**Requirement:** Every record should be written out exactly, please.

Excerpts from a dataset

□ □ □ □ □

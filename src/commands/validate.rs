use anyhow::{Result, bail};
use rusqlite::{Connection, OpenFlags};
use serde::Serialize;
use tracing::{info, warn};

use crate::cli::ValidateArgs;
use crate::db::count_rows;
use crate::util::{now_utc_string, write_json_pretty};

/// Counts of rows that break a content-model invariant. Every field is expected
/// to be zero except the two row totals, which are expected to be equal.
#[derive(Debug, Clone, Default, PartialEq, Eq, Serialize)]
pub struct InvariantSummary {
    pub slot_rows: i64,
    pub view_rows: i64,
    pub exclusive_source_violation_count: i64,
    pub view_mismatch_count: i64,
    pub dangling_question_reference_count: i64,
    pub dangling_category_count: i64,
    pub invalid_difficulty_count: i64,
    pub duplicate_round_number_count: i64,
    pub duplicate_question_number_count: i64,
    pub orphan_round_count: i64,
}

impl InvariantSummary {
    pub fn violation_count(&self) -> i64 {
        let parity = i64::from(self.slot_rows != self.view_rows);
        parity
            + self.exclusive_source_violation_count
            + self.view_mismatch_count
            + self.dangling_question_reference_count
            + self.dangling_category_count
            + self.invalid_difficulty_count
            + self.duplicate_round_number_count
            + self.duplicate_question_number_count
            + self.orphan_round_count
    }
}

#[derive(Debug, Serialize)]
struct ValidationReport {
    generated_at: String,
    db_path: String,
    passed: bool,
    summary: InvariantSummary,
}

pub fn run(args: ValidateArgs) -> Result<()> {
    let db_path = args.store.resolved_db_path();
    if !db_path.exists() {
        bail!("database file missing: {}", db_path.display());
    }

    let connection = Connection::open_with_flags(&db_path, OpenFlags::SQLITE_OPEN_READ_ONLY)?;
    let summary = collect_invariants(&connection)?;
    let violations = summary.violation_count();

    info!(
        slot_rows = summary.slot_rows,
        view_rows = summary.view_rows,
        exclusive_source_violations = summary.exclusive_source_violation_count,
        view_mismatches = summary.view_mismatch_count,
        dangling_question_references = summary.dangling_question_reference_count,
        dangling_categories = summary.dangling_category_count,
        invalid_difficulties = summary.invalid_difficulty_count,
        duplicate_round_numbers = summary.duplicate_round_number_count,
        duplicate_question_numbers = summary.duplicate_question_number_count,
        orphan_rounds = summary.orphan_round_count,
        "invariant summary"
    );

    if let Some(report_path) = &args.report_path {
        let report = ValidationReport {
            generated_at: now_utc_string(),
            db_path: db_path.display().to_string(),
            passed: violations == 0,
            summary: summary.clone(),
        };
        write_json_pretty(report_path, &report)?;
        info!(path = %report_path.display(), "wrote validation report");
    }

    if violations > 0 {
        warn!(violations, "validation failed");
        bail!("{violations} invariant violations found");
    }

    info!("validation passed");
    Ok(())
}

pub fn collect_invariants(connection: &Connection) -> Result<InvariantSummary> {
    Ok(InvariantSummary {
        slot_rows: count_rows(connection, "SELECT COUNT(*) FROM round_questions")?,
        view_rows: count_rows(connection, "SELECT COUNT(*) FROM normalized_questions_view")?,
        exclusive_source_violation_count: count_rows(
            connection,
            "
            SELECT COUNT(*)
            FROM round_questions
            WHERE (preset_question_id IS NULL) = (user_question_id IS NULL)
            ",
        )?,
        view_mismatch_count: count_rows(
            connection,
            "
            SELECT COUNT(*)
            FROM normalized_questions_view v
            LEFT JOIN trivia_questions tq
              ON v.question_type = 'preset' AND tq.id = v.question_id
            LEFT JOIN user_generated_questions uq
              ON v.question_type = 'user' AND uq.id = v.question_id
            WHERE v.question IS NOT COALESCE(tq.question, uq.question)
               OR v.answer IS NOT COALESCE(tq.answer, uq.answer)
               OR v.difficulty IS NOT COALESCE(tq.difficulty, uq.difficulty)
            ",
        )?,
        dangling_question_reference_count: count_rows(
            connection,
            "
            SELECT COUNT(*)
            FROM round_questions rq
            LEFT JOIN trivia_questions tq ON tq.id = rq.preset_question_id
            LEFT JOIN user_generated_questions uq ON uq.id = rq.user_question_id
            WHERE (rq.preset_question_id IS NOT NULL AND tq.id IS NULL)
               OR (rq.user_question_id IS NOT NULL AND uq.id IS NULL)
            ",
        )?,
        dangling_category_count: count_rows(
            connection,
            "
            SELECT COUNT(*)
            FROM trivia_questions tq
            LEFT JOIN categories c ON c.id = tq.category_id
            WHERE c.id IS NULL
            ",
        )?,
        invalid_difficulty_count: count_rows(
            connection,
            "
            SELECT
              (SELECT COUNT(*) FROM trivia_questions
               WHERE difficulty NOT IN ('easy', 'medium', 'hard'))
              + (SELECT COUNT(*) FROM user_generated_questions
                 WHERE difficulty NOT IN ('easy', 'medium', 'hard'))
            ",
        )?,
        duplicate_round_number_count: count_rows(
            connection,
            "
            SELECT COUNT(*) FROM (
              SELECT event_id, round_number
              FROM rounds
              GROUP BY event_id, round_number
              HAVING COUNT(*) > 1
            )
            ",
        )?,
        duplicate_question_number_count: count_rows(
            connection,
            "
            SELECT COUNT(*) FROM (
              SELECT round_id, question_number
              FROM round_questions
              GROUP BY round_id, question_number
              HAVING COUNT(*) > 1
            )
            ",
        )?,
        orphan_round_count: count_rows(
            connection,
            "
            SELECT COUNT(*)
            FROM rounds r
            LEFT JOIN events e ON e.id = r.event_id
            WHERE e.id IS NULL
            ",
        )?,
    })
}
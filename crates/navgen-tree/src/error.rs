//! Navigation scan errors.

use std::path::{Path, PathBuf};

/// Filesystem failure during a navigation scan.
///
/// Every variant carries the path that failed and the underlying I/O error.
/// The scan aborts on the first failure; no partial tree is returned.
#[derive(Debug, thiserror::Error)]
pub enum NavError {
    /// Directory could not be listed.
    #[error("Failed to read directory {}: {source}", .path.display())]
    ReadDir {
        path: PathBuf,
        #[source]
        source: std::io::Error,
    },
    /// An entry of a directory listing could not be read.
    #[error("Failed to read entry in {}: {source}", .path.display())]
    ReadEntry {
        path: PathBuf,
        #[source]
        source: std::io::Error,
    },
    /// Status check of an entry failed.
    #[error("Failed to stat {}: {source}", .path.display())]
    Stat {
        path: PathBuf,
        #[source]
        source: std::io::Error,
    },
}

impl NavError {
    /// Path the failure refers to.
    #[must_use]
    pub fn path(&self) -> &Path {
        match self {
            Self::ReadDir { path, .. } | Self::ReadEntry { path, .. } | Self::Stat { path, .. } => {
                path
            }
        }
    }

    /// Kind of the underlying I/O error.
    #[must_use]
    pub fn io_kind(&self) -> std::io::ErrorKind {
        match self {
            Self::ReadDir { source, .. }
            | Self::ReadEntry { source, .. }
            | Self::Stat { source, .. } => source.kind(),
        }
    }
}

□ □ □ □ □

**Written response:**
filename src/commands/validate.rs
use anyhow::{Result, bail};
use rusqlite::{Connection, OpenFlags};
use serde::Serialize;
use tracing::{info, warn};

use crate::cli::ValidateArgs;
use crate::db::count_rows;
use crate::util::{now_utc_string, write_json_pretty};

/// Counts of rows that break a content-model invariant. Every field is expected
/// to be zero except the two row totals, which are expected to be equal.
#[derive(Debug, Clone, Default, PartialEq, Eq, Serialize)]
pub struct InvariantSummary {
    pub slot_rows: i64,
    pub view_rows: i64,
    pub exclusive_source_violation_count: i64,
    pub view_mismatch_count: i64,
    pub dangling_question_reference_count: i64,
    pub dangling_category_count: i64,
    pub invalid_difficulty_count: i64,
    pub duplicate_round_number_count: i64,
    pub duplicate_question_number_count: i64,
    pub orphan_round_count: i64,
}

impl InvariantSummary {
    pub fn violation_count(&self) -> i64 {
        let parity = i64::from(self.slot_rows != self.view_rows);
        parity
            + self.exclusive_source_violation_count
            + self.view_mismatch_count
            + self.dangling_question_reference_count
            + self.dangling_category_count
            + self.invalid_difficulty_count
            + self.duplicate_round_number_count
            + self.duplicate_question_number_count
            + self.orphan_round_count
    }
}

#[derive(Debug, Serialize)]
struct ValidationReport {
    generated_at: String,
    db_path: String,
    passed: bool,
    summary: InvariantSummary,
}

pub fn run(args: ValidateArgs) -> Result<()> {
    let db_path = args.store.resolved_db_path();
    if !db_path.exists() {
        bail!("database file missing: {}", db_path.display());
    }

    let connection = Connection::open_with_flags(&db_path, OpenFlags::SQLITE_OPEN_READ_ONLY)?;
    let summary = collect_invariants(&connection)?;
    let violations = summary.violation_count();

    info!(
        slot_rows = summary.slot_rows,
        view_rows = summary.view_rows,
        exclusive_source_violations = summary.exclusive_source_violation_count,
        view_mismatches = summary.view_mismatch_count,
        dangling_question_references = summary.dangling_question_reference_count,
        dangling_categories = summary.dangling_category_count,
        invalid_difficulties = summary.invalid_difficulty_count,
        duplicate_round_numbers = summary.duplicate_round_number_count,
        duplicate_question_numbers = summary.duplicate_question_number_count,
        orphan_rounds = summary.orphan_round_count,
        "invariant summary"
    );

    if let Some(report_path) = &args.report_path {
        let report = ValidationReport {
            generated_at: now_utc_string(),
            db_path: db_path.display().to_string(),
            passed: violations == 0,
            summary: summary.clone(),
        };
        write_json_pretty(report_path, &report)?;
        info!(path = %report_path.display(), "wrote validation report");
    }

    if violations > 0 {
        warn!(violations, "validation failed");
        bail!("{violations} invariant violations found");
    }

    info!("validation passed");
    Ok(())
}

pub fn collect_invariants(connection: &Connection) -> Result<InvariantSummary> {
    Ok(InvariantSummary {
        slot_rows: count_rows(connection, "SELECT COUNT(*) FROM round_questions")?,
        view_rows: count_rows(connection, "SELECT COUNT(*) FROM normalized_questions_view")?,
        exclusive_source_violation_count: count_rows(
            connection,
            "
            SELECT COUNT(*)
            FROM round_questions
            WHERE (preset_question_id IS NULL) = (user_question_id IS NULL)
            ",
        )?,
        view_mismatch_count: count_rows(
            connection,
            "
            SELECT COUNT(*)
            FROM normalized_questions_view v
            LEFT JOIN trivia_questions tq
              ON v.question_type = 'preset' AND tq.id = v.question_id
            LEFT JOIN user_generated_questions uq
              ON v.question_type = 'user' AND uq.id = v.question_id
            WHERE v.question IS NOT COALESCE(tq.question, uq.question)
               OR v.answer IS NOT COALESCE(tq.answer, uq.answer)
               OR v.difficulty IS NOT COALESCE(tq.difficulty, uq.difficulty)
            ",
        )?,
        dangling_question_reference_count: count_rows(
            connection,
            "
            SELECT COUNT(*)
            FROM round_questions rq
            LEFT JOIN trivia_questions tq ON tq.id = rq.preset_question_id
            LEFT JOIN user_generated_questions uq ON uq.id = rq.user_question_id
            WHERE (rq.preset_question_id IS NOT NULL AND tq.id IS NULL)
               OR (rq.user_question_id IS NOT NULL AND uq.id IS NULL)
            ",
        )?,
        dangling_category_count: count_rows(
            connection,
            "
            SELECT COUNT(*)
            FROM trivia_questions tq
            LEFT JOIN categories c ON c.id = tq.category_id
            WHERE c.id IS NULL
            ",
        )?,
        invalid_difficulty_count: count_rows(
            connection,
            "
            SELECT
              (SELECT COUNT(*) FROM trivia_questions
               WHERE difficulty NOT IN ('easy', 'medium', 'hard'))
              + (SELECT COUNT(*) FROM user_generated_questions
                 WHERE difficulty NOT IN ('easy', 'medium', 'hard'))
            ",
        )?,
        duplicate_round_number_count: count_rows(
            connection,
            "
            SELECT COUNT(*) FROM (
              SELECT event_id, round_number
              FROM rounds
              GROUP BY event_id, round_number
              HAVING COUNT(*) > 1
            )
            ",
        )?,
        duplicate_question_number_count: count_rows(
            connection,
            "
            SELECT COUNT(*) FROM (
              SELECT round_id, question_number
              FROM round_questions
              GROUP BY round_id, question_number
              HAVING COUNT(*) > 1
            )
            ",
        )?,
        orphan_round_count: count_rows(
            connection,
            "
            SELECT COUNT(*)
            FROM rounds r
            LEFT JOIN events e ON e.id = r.event_id
            WHERE e.id IS NULL
            ",
        )?,
    })
}
filename crates/navgen-tree/src/error.rs
//! Navigation scan errors.

use std::path::{Path, PathBuf};

/// Filesystem failure during a navigation scan.
///
/// Every variant carries the path that failed and the underlying I/O error.
/// The scan aborts on the first failure; no partial tree is returned.
#[derive(Debug, thiserror::Error)]
pub enum NavError {
    /// Directory could not be listed.
    #[error("Failed to read directory {}: {source}", .path.display())]
    ReadDir {
        path: PathBuf,
        #[source]
        source: std::io::Error,
    },
    /// An entry of a directory listing could not be read.
    #[error("Failed to read entry in {}: {source}", .path.display())]
    ReadEntry {
        path: PathBuf,
        #[source]
        source: std::io::Error,
    },
    /// Status check of an entry failed.
    #[error("Failed to stat {}: {source}", .path.display())]
    Stat {
        path: PathBuf,
        #[source]
        source: std::io::Error,
    },
}

impl NavError {
    /// Path the failure refers to.
    #[must_use]
    pub fn path(&self) -> &Path {
        match self {
            Self::ReadDir { path, .. } | Self::ReadEntry { path, .. } | Self::Stat { path, .. } => {
                path
            }
        }
    }

    /// Kind of the underlying I/O error.
    #[must_use]
    pub fn io_kind(&self) -> std::io::ErrorKind {
        match self {
            Self::ReadDir { source, .. }
            | Self::ReadEntry { source, .. }
            | Self::Stat { source, .. } => source.kind(),
        }
    }
}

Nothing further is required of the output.